January 11, 2019

Be Our Guest / Andrew Costello

Ushering in peace during the new year and beyond

Andrew CostelloI am tired of the violence. Around Thanksgiving, one of my fraternity brothers was shot during an attempted robbery in the Castleton area of Indianapolis. This remains very unsettling to me, being a new father and having a residence less than three miles from where the shooting took place.

Unfortunately, there has been more and more violence in Indianapolis the last few years, and it needs to stop. According to the Indianapolis Metropolitan Police Department, there were 161 homicides during 2018. Being personally affected by acts of theft, vandalism and the murder of a family friend, I felt like I needed to offer some suggestions for us as a people of faith to stop the bloodshed.

First, we need to pray. I recently saw a bumper sticker in a gas station that read, “Prayer changes things.”

I personally have witnessed the transformative power of prayer, whether it be the curing of a terrible disease or the softening of my own heart when dealing with someone with whom I have a hard time loving.

We need to pray for our leaders, our law enforcement officials, our firefighters, our military, our neighbors, our co-workers, our families, our friends and many others.

Offer a prayer if you see flashing emergency vehicle lights or if you witness a terrible accident. Pray for the individual begging for food on the side of the road if you are unable to help them. Pray for a family member or friend with whom you are at odds. I know I would want someone praying for me in that moment if I were in trouble. As Pope St. John Paul the Great once said of the rosary, “Today I willingly entrust to the power of this prayer … the cause of peace in the world and the cause of the family” (“Rosarium Virginis Mariae,” #39).

Second, we need to be people of service. Going out and volunteering helps us realize that there is something greater than ourselves, helps quell our own selfishness and strengthens our character.

After volunteering at the St. Vincent DePaul food pantry, I always walk away invigorated and thankful that I had the opportunity to share God’s gifts with his people. There are also various organizations across the city, such as Keep Indianapolis Beautiful, which can help us take pride in our surroundings and show care for God’s creation. Volunteering with Catholic Charities’ refugee or other various outreach programs promotes peace in the lives of many individuals who are escaping or trying to overcome a troubled or dangerous past. Ultimately, service helps us be people of gratitude and peace amidst a chaotic world.

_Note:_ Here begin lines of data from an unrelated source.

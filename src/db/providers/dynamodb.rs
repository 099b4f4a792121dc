use std::collections::HashMap;

use async_trait::async_trait;
use aws_sdk_dynamodb::{Client, error::DisplayErrorContext, types::AttributeValue};
use serde_dynamo::aws_sdk_dynamodb_1::{from_item, from_items, to_item};
use tracing::debug;

use super::TodoTable;
use crate::db::{
    dao::{DaoLayerError, DaoResult},
    entities::{
        TodoItem, TodoUpdate,
        todo_item::{PARTITION_KEY, SORT_KEY},
    },
};

#[derive(Debug, Clone)]
pub struct DynamoTodoTable {
    client: Client,
    table_name: String,
}

impl DynamoTodoTable {
    pub fn new(client: Client, table_name: impl Into<String>) -> Self {
        Self {
            client,
            table_name: table_name.into(),
        }
    }

    fn key(user_id: &str, todo_id: &str) -> HashMap<String, AttributeValue> {
        HashMap::from([
            (
                PARTITION_KEY.to_string(),
                AttributeValue::S(user_id.to_string()),
            ),
            (SORT_KEY.to_string(), AttributeValue::S(todo_id.to_string())),
        ])
    }
}

fn table_error<E>(err: E) -> DaoLayerError
where
    E: std::error::Error,
{
    DaoLayerError::table(DisplayErrorContext(err).to_string())
}

#[async_trait]
impl TodoTable for DynamoTodoTable {
    async fn put(&self, item: &TodoItem) -> DaoResult<()> {
        let attributes: HashMap<String, AttributeValue> = to_item(item)?;
        self.client
            .put_item()
            .table_name(&self.table_name)
            .set_item(Some(attributes))
            .send()
            .await
            .map_err(table_error)?;
        Ok(())
    }

    async fn query_by_user(&self, user_id: &str) -> DaoResult<Vec<TodoItem>> {
        let mut items = Vec::new();
        let mut last_evaluated_key = None;

        loop {
            let response = self
                .client
                .query()
                .table_name(&self.table_name)
                .key_condition_expression("#pk = :pk")
                .expression_attribute_names("#pk", PARTITION_KEY)
                .expression_attribute_values(":pk", AttributeValue::S(user_id.to_string()))
                .scan_index_forward(false)
                .set_exclusive_start_key(last_evaluated_key)
                .send()
                .await
                .map_err(table_error)?;

            if let Some(page) = response.items {
                debug!(count = page.len(), "query page");
                let mut page: Vec<TodoItem> = from_items(page)?;
                items.append(&mut page);
            }

            last_evaluated_key = response.last_evaluated_key;
            if last_evaluated_key.is_none() {
                break;
            }
        }

        Ok(items)
    }

    async fn get(&self, user_id: &str, todo_id: &str) -> DaoResult<Option<TodoItem>> {
        let response = self
            .client
            .get_item()
            .table_name(&self.table_name)
            .set_key(Some(Self::key(user_id, todo_id)))
            .send()
            .await
            .map_err(table_error)?;

        match response.item {
            Some(attributes) => Ok(Some(from_item(attributes)?)),
            None => Ok(None),
        }
    }

    async fn update_fields(
        &self,
        user_id: &str,
        todo_id: &str,
        update: &TodoUpdate,
    ) -> DaoResult<()> {
        let request = self
            .client
            .update_item()
            .table_name(&self.table_name)
            .set_key(Some(Self::key(user_id, todo_id)))
            .expression_attribute_names("#name", "name")
            .expression_attribute_names("#dueDate", "dueDate")
            .expression_attribute_names("#done", "done")
            .expression_attribute_values(":name", AttributeValue::S(update.name.clone()))
            .expression_attribute_values(":done", AttributeValue::Bool(update.done));

        // A cleared due date is removed rather than stored as NULL.
        let request = match &update.due_date {
            Some(due_date) => request
                .update_expression("SET #name = :name, #dueDate = :dueDate, #done = :done")
                .expression_attribute_values(":dueDate", AttributeValue::S(due_date.clone())),
            None => request.update_expression("SET #name = :name, #done = :done REMOVE #dueDate"),
        };

        request.send().await.map_err(table_error)?;
        Ok(())
    }

    async fn set_attachment_url(&self, user_id: &str, todo_id: &str, url: &str) -> DaoResult<()> {
        self.client
            .update_item()
            .table_name(&self.table_name)
            .set_key(Some(Self::key(user_id, todo_id)))
            .update_expression("SET #attachmentUrl = :attachmentUrl")
            .expression_attribute_names("#attachmentUrl", "attachmentUrl")
            .expression_attribute_values(":attachmentUrl", AttributeValue::S(url.to_string()))
            .send()
            .await
            .map_err(table_error)?;
        Ok(())
    }

    async fn delete(&self, user_id: &str, todo_id: &str) -> DaoResult<()> {
        self.client
            .delete_item()
            .table_name(&self.table_name)
            .set_key(Some(Self::key(user_id, todo_id)))
            .send()
            .await
            .map_err(table_error)?;
        Ok(())
    }
}
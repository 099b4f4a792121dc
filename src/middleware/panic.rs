use std::any::Any;

use axum::{
    Json,
    http::StatusCode,
    response::{IntoResponse, Response},
};
use tower_http::catch_panic::CatchPanicLayer;

use crate::response::ErrorBody;

pub fn catch_panic_layer() -> CatchPanicLayer<fn(Box<dyn Any + Send + 'static>) -> Response> {
    CatchPanicLayer::custom(panic_to_json)
}

const PANIC_MESSAGE: &str = "internal server error";

// The payload is logged by the panic hook, never returned.
fn panic_to_json(_panic: Box<dyn Any + Send + 'static>) -> Response {
    (
        StatusCode::INTERNAL_SERVER_ERROR,
        Json(ErrorBody {
            error: PANIC_MESSAGE.to_string(),
        }),
    )
        .into_response()
}
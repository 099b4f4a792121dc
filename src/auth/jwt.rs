use jsonwebtoken::{Algorithm, DecodingKey, Validation, decode};

use super::Claims;
use crate::error::AppError;

/// Decodes bearer tokens into [`Claims`].
#[derive(Clone)]
pub struct JwtVerifier {
    key: DecodingKey,
    validation: Validation,
}

impl JwtVerifier {
    /// For tokens whose signature the API gateway authorizer has already
    /// checked. Expiry is still enforced.
    pub fn upstream() -> Self {
        let mut validation = Validation::new(Algorithm::RS256);
        validation.insecure_disable_signature_validation();
        validation.validate_aud = false;
        validation.validate_exp = true;
        Self {
            key: DecodingKey::from_secret(&[]),
            validation,
        }
    }

    pub fn hs256(secret: &[u8]) -> Self {
        let mut validation = Validation::new(Algorithm::HS256);
        validation.validate_aud = false;
        validation.validate_exp = true;
        Self {
            key: DecodingKey::from_secret(secret),
            validation,
        }
    }

    pub fn decode(&self, token: &str) -> Result<Claims, AppError> {
        Ok(decode::<Claims>(token, &self.key, &self.validation)?.claims)
    }
}

impl From<jsonwebtoken::errors::Error> for AppError {
    fn from(err: jsonwebtoken::errors::Error) -> Self {
        AppError::unauthorized(format!("Invalid or expired token: {err}"))
    }
}

#[cfg(test)]
mod tests {
    use jsonwebtoken::{Algorithm, EncodingKey, Header, encode};

    use super::JwtVerifier;
    use crate::{
        auth::Claims,
        error::AppError,
        test_helpers::{now_unix, sign_token},
    };

    #[test]
    fn upstream_mode_reads_subject_without_signature_key() {
        let token = sign_token(b"whatever-the-authorizer-used", "auth0|alice");

        let claims = JwtVerifier::upstream().decode(&token).expect("claims decode");

        assert_eq!(claims.sub, "auth0|alice");
    }

    #[test]
    fn upstream_mode_still_rejects_expired_tokens() {
        let claims = Claims {
            sub: "auth0|alice".to_string(),
            iat: 1_000,
            exp: 2_000,
        };
        let token = encode(
            &Header::new(Algorithm::HS256),
            &claims,
            &EncodingKey::from_secret(b"s"),
        )
        .unwrap();

        let err = JwtVerifier::upstream().decode(&token).expect_err("expired");
        assert!(matches!(err, AppError::Unauthorized(_)));
    }

    #[test]
    fn hs256_mode_rejects_foreign_signature() {
        let token = sign_token(b"someone-else", "auth0|mallory");

        let err = JwtVerifier::hs256(b"local-dev-secret")
            .decode(&token)
            .expect_err("signature mismatch");

        assert!(
            err.message().starts_with("Invalid or expired token:"),
            "unexpected message: {}",
            err.message()
        );
    }

    #[test]
    fn hs256_mode_accepts_own_tokens() {
        let token = sign_token(b"local-dev-secret", "auth0|alice");

        let claims = JwtVerifier::hs256(b"local-dev-secret")
            .decode(&token)
            .expect("valid token");

        assert_eq!(claims.sub, "auth0|alice");
        assert!(claims.exp > now_unix());
    }
}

Lastly, we need to pay attention to detail. We need to realize that the small, everyday decisions we make are indicative our character and integrity. These decisions also greatly affect the people around us.

To illustrate this point, I recall a time when I was almost hit by someone who ran a red light near the intersection of Fall Creek Parkway and Keystone Avenue in 2015. Providentially, I was able to stop in the middle of the intersection and avoid a likely horrific accident. As our Lord stated in the parable of the dishonest steward, “The person who is trustworthy in very small matters is also trustworthy in great ones” (Lk 16:10).

This idea has many great applications, from obeying traffic signals to obeying our civic duty to vote and pay taxes. If we do our best to be people of sound morals and integrity, then it creates a ripple effect in our own communities. If we are mindful of others on a small scale, then this mindfulness will cover a very broad spectrum.

Our Lady, Queen of Peace, pray for us!